Malacca Portuguese Creole: A Portuguese-based Creole
|Language||Malacca Portuguese Creole, Kristang|
|Affiliation||University of Malaya|
|Collection Status||Collection online|
Summary of the deposit
Malacca Portuguese Creole (MPC) is an endangered language spoken by people of Portuguese descent. Currently, the largest concentration of MPC speakers is in the Portuguese Settlement in Malacca (or Melaka) in the central part of Peninsular Malaysia with an estimated population of 1000 people who are largely Roman Catholic. In the early 1930s, a settlement for people of Portuguese descent in one location on the coast of Melaka was established by two Catholic priests, Father Alvaro Manuel Coroado and Father Jules Pierre Francois, hence the MPC name of the settlement: Padri sa Chang or Priests’ Land (O’Neill, 2008). This enclave is popularly known as Kampung Portugis (Portuguese Village) in Malay (the national language of Malaysia). The Settlement is a popular tourist destination with numerous restaurants serving Malacca Portuguese food. There is also a museum showcasing artefacts, images and clothes related to the history and culture of the community. The costumes and dances that tourists typically associate with the community tend to be those introduced in the fifties by a Portuguese priest (Sarkissian, 2005). The hybrid of Portuguese-imported music and dance and more traditional elements of song and dance such as the mata kantiga and branyo are part of the uniqueness of this community, as are celebrations such as Intrudu (a water festival marking the beginning of Lent) and Festa San Juang (Feast St John) and Festa San Pedro (Feast of St Peter).

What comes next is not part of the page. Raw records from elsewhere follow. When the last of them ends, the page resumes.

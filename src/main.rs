//! pagebar - page-window planning for pagination controls.
//!
//! Usage:
//!   pagebar [--total-count N]      Launch the interactive pager
//!   pagebar plan                   Print the button row for a page
//!   pagebar range                  Print the "Showing X to Y of Z" caption
//!   pagebar show                   Print both, deriving pages from counts
//!   pagebar --help                 Show help

use clap::{Parser, Subcommand, ValueEnum};
use color_eyre::eyre::{Context, Result};
use itertools::Itertools;
use tracing_subscriber::EnvFilter;

use pagebar_core::{
    DEFAULT_ITEMS_PER_PAGE, PageWindowPlanner, PaginationConfig, PaginationPlan, PaginationState,
    ResultSummary, result_range,
};
use pagebar_tui::{ThemeVariant, TuiConfig, UserSettings};

#[derive(Parser)]
#[command(
    name = "pagebar",
    version,
    about = "Page-window planning for pagination controls",
    long_about = "pagebar computes which page buttons a pagination control shows and \
                  the result range caption that goes with them.\n\n\
                  Launch the interactive pager by running `pagebar`, or use \
                  subcommands to print plans for scripting."
)]
struct Cli {
    /// Number of results to page through in the interactive pager
    #[arg(short = 'c', long, default_value = "95")]
    total_count: usize,

    /// Results per page (defaults to the saved setting)
    #[arg(short = 'n', long)]
    per_page: Option<usize>,

    /// Page to open on
    #[arg(short, long, default_value = "1")]
    page: usize,

    /// Color theme (defaults to the saved setting)
    #[arg(short, long)]
    theme: Option<ThemeVariant>,

    #[command(subcommand)]
    command: Option<Command>,
}

#[derive(Subcommand)]
enum Command {
    /// Print the button row for a page
    Plan {
        /// Current page (1-based)
        #[arg(short, long, default_value = "1")]
        page: usize,

        /// Number of pages
        #[arg(short = 't', long)]
        total_pages: usize,

        /// Page count above which the row is compressed
        #[arg(short, long, default_value = "5")]
        max_pages: usize,

        /// Output format
        #[arg(short, long, default_value = "text")]
        format: OutputFormat,
    },

    /// Print the result range caption for a page
    Range {
        /// Current page (1-based)
        #[arg(short, long, default_value = "1")]
        page: usize,

        /// Number of results across all pages
        #[arg(short = 'c', long)]
        total_count: usize,

        /// Results per page
        #[arg(short = 'n', long, default_value_t = DEFAULT_ITEMS_PER_PAGE)]
        per_page: usize,

        /// Output format
        #[arg(short, long, default_value = "text")]
        format: OutputFormat,
    },

    /// Print the button row and caption, deriving the page count from the result count
    Show {
        /// Current page (1-based)
        #[arg(short, long, default_value = "1")]
        page: usize,

        /// Number of results across all pages
        #[arg(short = 'c', long)]
        total_count: usize,

        /// Results per page
        #[arg(short = 'n', long, default_value_t = DEFAULT_ITEMS_PER_PAGE)]
        per_page: usize,

        /// Output format
        #[arg(short, long, default_value = "text")]
        format: OutputFormat,
    },
}

#[derive(Debug, Clone, Copy, ValueEnum, Default)]
enum OutputFormat {
    #[default]
    Text,
    Json,
}

fn main() -> Result<()> {
    color_eyre::install()?;

    tracing_subscriber::fmt()
        .with_env_filter(
            EnvFilter::try_from_default_env().unwrap_or_else(|_| EnvFilter::new("warn")),
        )
        .with_writer(std::io::stderr)
        .init();

    let cli = Cli::parse();

    match cli.command {
        Some(Command::Plan {
            page,
            total_pages,
            max_pages,
            format,
        }) => {
            run_plan(page, total_pages, max_pages, format)?;
        }
        Some(Command::Range {
            page,
            total_count,
            per_page,
            format,
        }) => {
            run_range(page, total_count, per_page, format)?;
        }
        Some(Command::Show {
            page,
            total_count,
            per_page,
            format,
        }) => {
            run_show(page, total_count, per_page, format)?;
        }
        None => {
            let mut config = TuiConfig::from_settings(UserSettings::load()).with_start_page(cli.page);
            if let Some(theme) = cli.theme {
                config = config.with_theme(theme);
            }
            if let Some(per_page) = cli.per_page {
                let pagination = PaginationConfig::builder()
                    .items_per_page(per_page)
                    .max_pages_to_show(config.settings.pagination.max_pages_to_show)
                    .build()
                    .context("Invalid --per-page")?;
                config = config.with_pagination(pagination);
            }
            tracing::debug!(total_count = cli.total_count, ?config, "launching pager");
            pagebar_tui::run_with_config(cli.total_count, config)?;
        }
    }

    Ok(())
}

/// Print the button row for a page.
fn run_plan(page: usize, total_pages: usize, max_pages: usize, format: OutputFormat) -> Result<()> {
    let config = PaginationConfig::builder()
        .max_pages_to_show(max_pages)
        .build()
        .context("Invalid --max-pages")?;

    let state = PaginationState::new(page, total_pages);
    state.validate().context("Invalid page")?;

    let plan = state.plan(&config.planner());

    match format {
        OutputFormat::Text => print_plan(&plan),
        OutputFormat::Json => println!("{}", serde_json::to_string_pretty(&plan)?),
    }

    Ok(())
}

/// Print the result range caption for a page.
fn run_range(page: usize, total_count: usize, per_page: usize, format: OutputFormat) -> Result<()> {
    let state = PaginationState::from_total_count(page, total_count, per_page);
    state.validate().context("Invalid page")?;

    let summary = result_range(page, total_count, per_page);

    match format {
        OutputFormat::Text => println!(" {summary}"),
        OutputFormat::Json => println!("{}", serde_json::to_string_pretty(&summary)?),
    }

    Ok(())
}

/// Print the button row and caption for a result count.
fn run_show(page: usize, total_count: usize, per_page: usize, format: OutputFormat) -> Result<()> {
    let state = PaginationState::from_total_count(page, total_count, per_page);
    state.validate().context("Invalid page")?;

    let plan = state.plan(&PageWindowPlanner::new());
    let summary = state.summary();

    match format {
        OutputFormat::Text => {
            print_summary(&summary);
            print_plan(&plan);
        }
        OutputFormat::Json => {
            let report = serde_json::json!({
                "plan": plan,
                "summary": summary,
            });
            println!("{}", serde_json::to_string_pretty(&report)?);
        }
    }

    Ok(())
}

fn print_summary(summary: &ResultSummary) {
    println!();
    println!(" {summary}");
}

fn print_plan(plan: &PaginationPlan) {
    let previous = if plan.previous_disabled() { "·" } else { "‹" };
    let next = if plan.next_disabled() { "·" } else { "›" };

    println!();
    if plan.is_empty() {
        println!(" {previous}  (no pages)  {next}");
    } else {
        println!(" {previous} {} {next}", plan.entries.iter().join(" "));
    }
    println!();
    println!(
        " previous: {}   next: {}",
        enabled(!plan.previous_disabled()),
        enabled(!plan.next_disabled())
    );
}

fn enabled(value: bool) -> &'static str {
    if value { "enabled" } else { "disabled" }
}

MPC is a Portuguese based creole that can be traced back to the arrival of the Portuguese in Melaka in 1511. The intermarriage between the Portuguese and locals resulted in a hybrid community whose descendants continue to exist in Malaysia (see Baxter, 2005). The number of speakers of Malacca Portuguese Creole has declined over the years, and even in a contained area like the Portuguese Settlement most community members under the age of forty are not fluent in MPC. Sociolinguistic studies have shown that there is evidence of language shift to English at the Settlement (David & Noor, 1999; Pillai, Soh & Kajita, 2012; Sudesh, 2000). The language itself is showing evidence of disappearing lexical items, uses of Malay and English forms (Baxter 2012), and variation in pronunciation (Chan & Pillai 2012), which are signs of language loss.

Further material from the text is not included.